What I want to say on the anniversary of Invisible Man is that everyone should get off Ellison’s back. Just get off his back. Stop lamenting what he didn’t do and celebrate what he did do—which was to create a work of art that, as it happens, has never been more “relevant” than now. Ellison’s hero is “invisible” because no one has much interest in seeing him as he is in all his ornery individuality. Virtually everyone—black and white alike—wants to use him, to make him over in their own image, to turn him into a portent, a warning, a threat, a possibility. Has not the same thing happened to Trayvon Martin in the last few weeks? (It has happened to George Zimmerman, too, which makes the case more complicated.) Ellison, like his hero, didn’t want to be used. He was wary and experimental, looking to break the code, to find the key to making his way in a white-dominated society, a problem that also intrigued the young Barack Obama.
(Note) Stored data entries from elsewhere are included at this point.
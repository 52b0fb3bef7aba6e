//! HTTP transport that posts every request to a single backend endpoint.

use std::time::Duration;

use secrecy::{ExposeSecret, SecretString};
use tracing::debug;

use super::{Envelope, Transport, TransportFuture};
use crate::error::TransportError;
use crate::operation::Request;

const ERROR_BODY_LIMIT: usize = 512;

/// Posts requests as JSON to the backend's operation endpoint.
#[derive(Clone)]
pub struct HttpTransport {
    client: reqwest::Client,
    endpoint: String,
    api_token: Option<SecretString>,
    request_timeout: Duration,
}

impl std::fmt::Debug for HttpTransport {
    fn fmt(&self, f: &mut std::fmt::Formatter<'_>) -> std::fmt::Result {
        f.debug_struct("HttpTransport")
            .field("endpoint", &self.endpoint)
            .field("request_timeout", &self.request_timeout)
            .finish_non_exhaustive()
    }
}

impl HttpTransport {
    /// Creates a transport for `endpoint` with a per-request timeout.
    ///
    /// # Errors
    ///
    /// Returns [`TransportError::Unreachable`] when the HTTP client cannot be
    /// constructed.
    pub fn new(endpoint: impl Into<String>, request_timeout: Duration) -> Result<Self, TransportError> {
        let client = reqwest::Client::builder()
            .timeout(request_timeout)
            .build()
            .map_err(|err| TransportError::Unreachable(err.to_string()))?;
        Ok(Self {
            client,
            endpoint: endpoint.into(),
            api_token: None,
            request_timeout,
        })
    }

    /// Sends `token` as a bearer token on every request.
    #[must_use]
    pub fn with_token(mut self, token: SecretString) -> Self {
        self.api_token = Some(token);
        self
    }

    /// Endpoint the transport posts to.
    #[must_use]
    pub fn endpoint(&self) -> &str {
        &self.endpoint
    }

    async fn post(&self, request: &Request) -> Result<Envelope, TransportError> {
        debug!(operation = request.name(), endpoint = %self.endpoint, "posting request");
        let mut builder = self.client.post(&self.endpoint).json(request);
        if let Some(token) = &self.api_token {
            builder = builder.bearer_auth(token.expose_secret());
        }
        let response = builder
            .send()
            .await
            .map_err(|err| TransportError::Unreachable(err.to_string()))?;

        let status = response.status();
        if !status.is_success() {
            let body = response.text().await.unwrap_or_default();
            return Err(TransportError::Status {
                status: status.as_u16(),
                body: truncate(body),
            });
        }

        response
            .json::<Envelope>()
            .await
            .map_err(|err| TransportError::Malformed(err.to_string()))
    }
}

impl Transport for HttpTransport {
    fn send<'a>(&'a self, request: &'a Request) -> TransportFuture<'a> {
        Box::pin(self.post(request))
    }
}

fn truncate(mut body: String) -> String {
    if body.len() > ERROR_BODY_LIMIT {
        let mut cut = ERROR_BODY_LIMIT;
        while !body.is_char_boundary(cut) {
            cut -= 1;
        }
        body.truncate(cut);
        body.push('…');
    }
    body
}

#[cfg(test)]
mod tests {
    use super::*;

    #[test]
    fn long_error_bodies_are_truncated_on_char_boundaries() {
        let body = "é".repeat(ERROR_BODY_LIMIT);
        let cut = truncate(body);
        assert!(cut.len() <= ERROR_BODY_LIMIT + '…'.len_utf8());
        assert!(cut.ends_with('…'));
    }

    #[tokio::test]
    async fn unreachable_endpoint_is_a_transport_error() {
        let transport = HttpTransport::new("http://127.0.0.1:9/ops", Duration::from_millis(200))
            .expect("build transport");
        let request = Request::from(crate::operation::GetInfras {});
        let err = transport
            .send(&request)
            .await
            .expect_err("nothing listens on the discard port");
        assert!(matches!(err, TransportError::Unreachable(_)));
    }

    #[test]
    fn debug_output_omits_the_token() {
        let transport = HttpTransport::new("http://backend.invalid/ops", Duration::from_secs(1))
            .expect("build transport")
            .with_token(SecretString::from(String::from("s3cret")));
        assert!(!format!("{transport:?}").contains("s3cret"));
    }
}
In Dreams For My Father, Obama writes, “There was a trick somewhere, though what the trick was, and who was doing the tricking, and who was being tricked, eluded my conscious grasp.” It is a sentence that could have been uttered by Ellison’s hero at his most baffled.

I’m in the process of putting together a book list for my contemporary English-Language Literature survey for next semester. I’d been planning on Toni Morrison’s Song of Solomon or Beloved but Invisible Man, long though it is, is tempting.